Mom mourns baby killed by her boyfriend (five times). Four kids and uncle dead in home fire (two times), Father poisons baby’s milk (three times). Mysterious “chewing gum poisoning” in grade school turns out to be caused by sleeping pills (four times). Albany, N.Y., child left in car dies of heat exhaustion. Second-grade girl sexually abused by three classmates. School roof collapses under weight of pigeon droppings.

Trial set for drag-racer who killed motorists (five times). Gainesville, Fla., killer is ruled unable to profit from students’ deaths (seven times). Kmartbombing suspect arrested (three times). Suspected drug dealer, 16, accused of murder; will be tried as an adult (four times). County postmaster arrested for growing marijuana in her yard across from school.
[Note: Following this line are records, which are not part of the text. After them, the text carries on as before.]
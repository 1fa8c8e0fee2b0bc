use std::path::PathBuf;

use clap::{Args, ValueEnum};

use monas::eval::{Evaluator, ObjectiveWeights, TableSurrogate};
use monas::report::PopulationReport;

use super::{fail, load_profiles, read_population};

#[derive(Clone, Copy, ValueEnum)]
pub enum Format {
    Text,
    Json,
    Csv,
}

#[derive(Args)]
pub struct ScoreArgs {
    /// Population JSON file
    pub population: PathBuf,
    /// Benchmark table JSON file used as the surrogate
    #[arg(long, value_name = "PATH")]
    pub table: PathBuf,
    /// Hardware profile whose FLOP bound is enforced
    #[arg(long, default_value = "gpu")]
    pub hardware: String,
    /// Objective weights, e.g. "accuracy=0.7,latency=-0.2,params=-0.1"
    #[arg(long, default_value = "accuracy=1.0")]
    pub weights: String,
    /// JSON file with extra or overriding profiles
    #[arg(long, value_name = "PATH")]
    pub config: Option<PathBuf>,
    /// Output format
    #[arg(long, value_enum, default_value = "text")]
    pub format: Format,
}

pub fn cmd_score(args: ScoreArgs) {
    let profiles = load_profiles(args.config.as_deref());
    let profile = profiles.resolve(&args.hardware).unwrap_or_else(|e| fail(e));
    let objectives = ObjectiveWeights::parse(&args.weights).unwrap_or_else(|e| fail(e));
    let table = TableSurrogate::load(&args.table).unwrap_or_else(|e| fail(e));
    let population = read_population(&args.population);

    let mut evaluator = Evaluator::new(table);
    let scored = evaluator.score_batch(&population, &objectives, &profile.constraints());
    let stats = evaluator.stats();
    log::info!(
        "{} surrogate queries, {} cache hits, {} failures",
        stats.misses,
        stats.hits,
        stats.failures
    );

    let report = PopulationReport::new(&scored);
    match args.format {
        Format::Json => match report.to_json() {
            Ok(json) => println!("{}", json),
            Err(e) => fail(e),
        },
        Format::Csv => print!("{}", report.to_csv()),
        Format::Text => print_text(&report),
    }
}

fn print_text(report: &PopulationReport) {
    println!(
        "{:<10} {:>8} {:>12} {:>12} {:>10} {:>14}  pareto",
        "model", "acc", "flops", "params", "latency", "fitness"
    );
    for row in &report.rows {
        println!(
            "{:<10} {:>8.4} {:>12.4e} {:>12.4e} {:>10.3} {:>14.4}  {}",
            row.model_id,
            row.accuracy,
            row.flops,
            row.params,
            row.latency,
            row.fitness,
            if row.is_pareto { "*" } else { "" }
        );
    }
    let summary = &report.summary;
    println!();
    println!(
        "population {}: {} rejected by hardware bounds, {} failed queries",
        summary.population, summary.rejected, summary.failed
    );
    if let (Some(best), Some(mean), Some(std_dev)) = (summary.best, summary.mean, summary.std_dev)
    {
        println!(
            "fitness: best {:.4}, mean {:.4}, std-dev {:.4}",
            best, mean, std_dev
        );
    }
}
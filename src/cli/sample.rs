use std::path::PathBuf;

use clap::Args;

use monas::arch::save_population;
use monas::sample::{Sampler, DEFAULT_POPULATION};
use monas::space::{CellSpace, DARTS_OPS};

use super::{fail, load_profiles};

#[derive(Args)]
pub struct SampleArgs {
    /// Hardware profile name (see `monas profiles`)
    #[arg(long, default_value = "gpu")]
    pub hardware: String,
    /// Number of architectures to sample
    #[arg(short, default_value_t = DEFAULT_POPULATION)]
    pub n: usize,
    /// Seed for the search space's random stream
    #[arg(long, default_value = "0")]
    pub seed: u64,
    /// Intermediate nodes per cell
    #[arg(long, default_value = "4")]
    pub nodes: usize,
    /// JSON file with extra or overriding profiles
    #[arg(long, value_name = "PATH")]
    pub config: Option<PathBuf>,
    /// Write the population to this JSON file
    #[arg(short, long, value_name = "PATH")]
    pub output: Option<PathBuf>,
}

pub fn cmd_sample(args: SampleArgs) {
    let profiles = load_profiles(args.config.as_deref());
    let profile = profiles.resolve(&args.hardware).unwrap_or_else(|e| fail(e));
    let mut space =
        CellSpace::new(&DARTS_OPS, args.nodes, args.seed).unwrap_or_else(|e| fail(e));

    let run = Sampler::new(profile).sample(&mut space, args.n);
    log::info!(
        "sampled {}/{} architectures for '{}' in {} draws ({} over cost, {} disallowed ops)",
        run.architectures.len(),
        args.n,
        profile.name,
        run.attempts,
        run.rejected_cost,
        run.rejected_ops
    );
    if run.architectures.len() < args.n {
        log::warn!(
            "population is short: the profile admits few architectures of {} edges",
            space.edges_per_architecture()
        );
    }

    for arch in &run.architectures {
        println!("{} {}", arch.hash(), arch.ops().join(" "));
    }

    if let Some(path) = args.output {
        save_population(&path, &run.architectures).unwrap_or_else(|e| fail(e));
        log::info!("wrote {}", path.display());
    }
}
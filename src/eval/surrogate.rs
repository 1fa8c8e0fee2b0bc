//! The surrogate predictor seam.
//!
//! A surrogate answers "what would this architecture score?" without
//! training it. Queries may fail for any reason; the evaluator absorbs
//! every failure.

use std::collections::HashMap;
use std::path::Path;

use serde::Deserialize;
use serde_json::{Map, Value};
use thiserror::Error;

use super::MetricSet;
use crate::arch::{ArchHash, Architecture};
use crate::error::MonasError;

/// Why a surrogate could not score an architecture.
#[derive(Error, Debug, Clone, PartialEq)]
pub enum SurrogateError {
    #[error("architecture {0} is not in the benchmark table")]
    NotFound(ArchHash),

    #[error("field '{field}' is not numeric: {value}")]
    InvalidField { field: String, value: String },

    #[error("surrogate query failed: {0}")]
    Query(String),
}

/// Raw predictor response: a loosely typed record, as surrogate backends
/// hand them out.
#[derive(Clone, Debug, Default, PartialEq, Deserialize)]
#[serde(transparent)]
pub struct SurrogateRecord(pub Map<String, Value>);

impl SurrogateRecord {
    pub const ACCURACY_FIELD: &'static str = "validation_accuracy";

    pub fn new() -> Self {
        Self::default()
    }

    pub fn with(mut self, field: &str, value: impl Into<Value>) -> Self {
        self.0.insert(field.to_string(), value.into());
        self
    }

    /// Read a field as `f64`. Missing fields read as `0.0`; numbers, booleans
    /// and numeric strings are coerced; anything else is an error, and so is
    /// a string that parses to NaN.
    pub fn field(&self, field: &str) -> Result<f64, SurrogateError> {
        let invalid = |value: &Value| SurrogateError::InvalidField {
            field: field.to_string(),
            value: value.to_string(),
        };
        match self.0.get(field) {
            None => Ok(0.0),
            Some(v @ Value::Number(n)) => n.as_f64().ok_or_else(|| invalid(v)),
            Some(Value::Bool(b)) => Ok(if *b { 1.0 } else { 0.0 }),
            Some(v @ Value::String(s)) => match s.trim().parse::<f64>() {
                Ok(x) if !x.is_nan() => Ok(x),
                _ => Err(invalid(v)),
            },
            Some(other) => Err(invalid(other)),
        }
    }

    /// Extract the four objectives.
    pub fn metrics(&self) -> Result<MetricSet, SurrogateError> {
        Ok(MetricSet {
            accuracy: self.field(Self::ACCURACY_FIELD)?,
            latency: self.field("latency")?,
            params: self.field("params")?,
            flops: self.field("flops")?,
        })
    }
}

/// A performance predictor for architectures.
pub trait Surrogate {
    fn query(&self, arch: &Architecture) -> Result<SurrogateRecord, SurrogateError>;
}

impl<S: Surrogate + ?Sized> Surrogate for &S {
    fn query(&self, arch: &Architecture) -> Result<SurrogateRecord, SurrogateError> {
        (**self).query(arch)
    }
}

impl<S: Surrogate + ?Sized> Surrogate for Box<S> {
    fn query(&self, arch: &Architecture) -> Result<SurrogateRecord, SurrogateError> {
        (**self).query(arch)
    }
}

// ─── Lookup-table surrogate ────────────────────────────────────────

/// A surrogate backed by a table of pre-measured architectures, keyed by
/// content hash. Architectures outside the table fail to query.
#[derive(Clone, Debug, Default)]
pub struct TableSurrogate {
    entries: HashMap<ArchHash, SurrogateRecord>,
}

#[derive(Deserialize)]
struct TableEntry {
    architecture: Architecture,
    metrics: SurrogateRecord,
}

impl TableSurrogate {
    pub fn new() -> Self {
        Self::default()
    }

    pub fn insert(&mut self, arch: &Architecture, record: SurrogateRecord) {
        self.entries.insert(arch.hash(), record);
    }

    pub fn len(&self) -> usize {
        self.entries.len()
    }

    pub fn is_empty(&self) -> bool {
        self.entries.is_empty()
    }

    /// Parse `[{"architecture": {...}, "metrics": {...}}, ...]`.
    pub fn from_json(content: &str, origin: &Path) -> Result<Self, MonasError> {
        let rows: Vec<TableEntry> =
            serde_json::from_str(content).map_err(|e| MonasError::json(origin, e))?;
        let mut table = Self::new();
        for row in rows {
            table.insert(&row.architecture, row.metrics);
        }
        log::debug!(
            "loaded {} benchmark entries from {}",
            table.len(),
            origin.display()
        );
        Ok(table)
    }

    pub fn load(path: &Path) -> Result<Self, MonasError> {
        let content = std::fs::read_to_string(path).map_err(|e| MonasError::io(path, e))?;
        Self::from_json(&content, path)
    }
}

impl Surrogate for TableSurrogate {
    fn query(&self, arch: &Architecture) -> Result<SurrogateRecord, SurrogateError> {
        let key = arch.hash();
        self.entries
            .get(&key)
            .cloned()
            .ok_or(SurrogateError::NotFound(key))
    }
}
Cuban writer defects to U.S. (two times). Refugees claim attack at sea by Cuban government (two times).

High-school girls’ volleyball team poses in bikinis (two times). “Price Is Right” sexual harassment suit (eight times). Teenage sex habits (three times). Woman accuses Michael Jackson of raping her and fathering her child.

Woman slashes boss in attempted robbery; wanted money for daughter’s beauty pageant (five times). Man shot by jealous archer (six times). Dog attacks grandmother (three times). Teens find body, keep it for days. Carjackers lead cops on chase, escape (six times).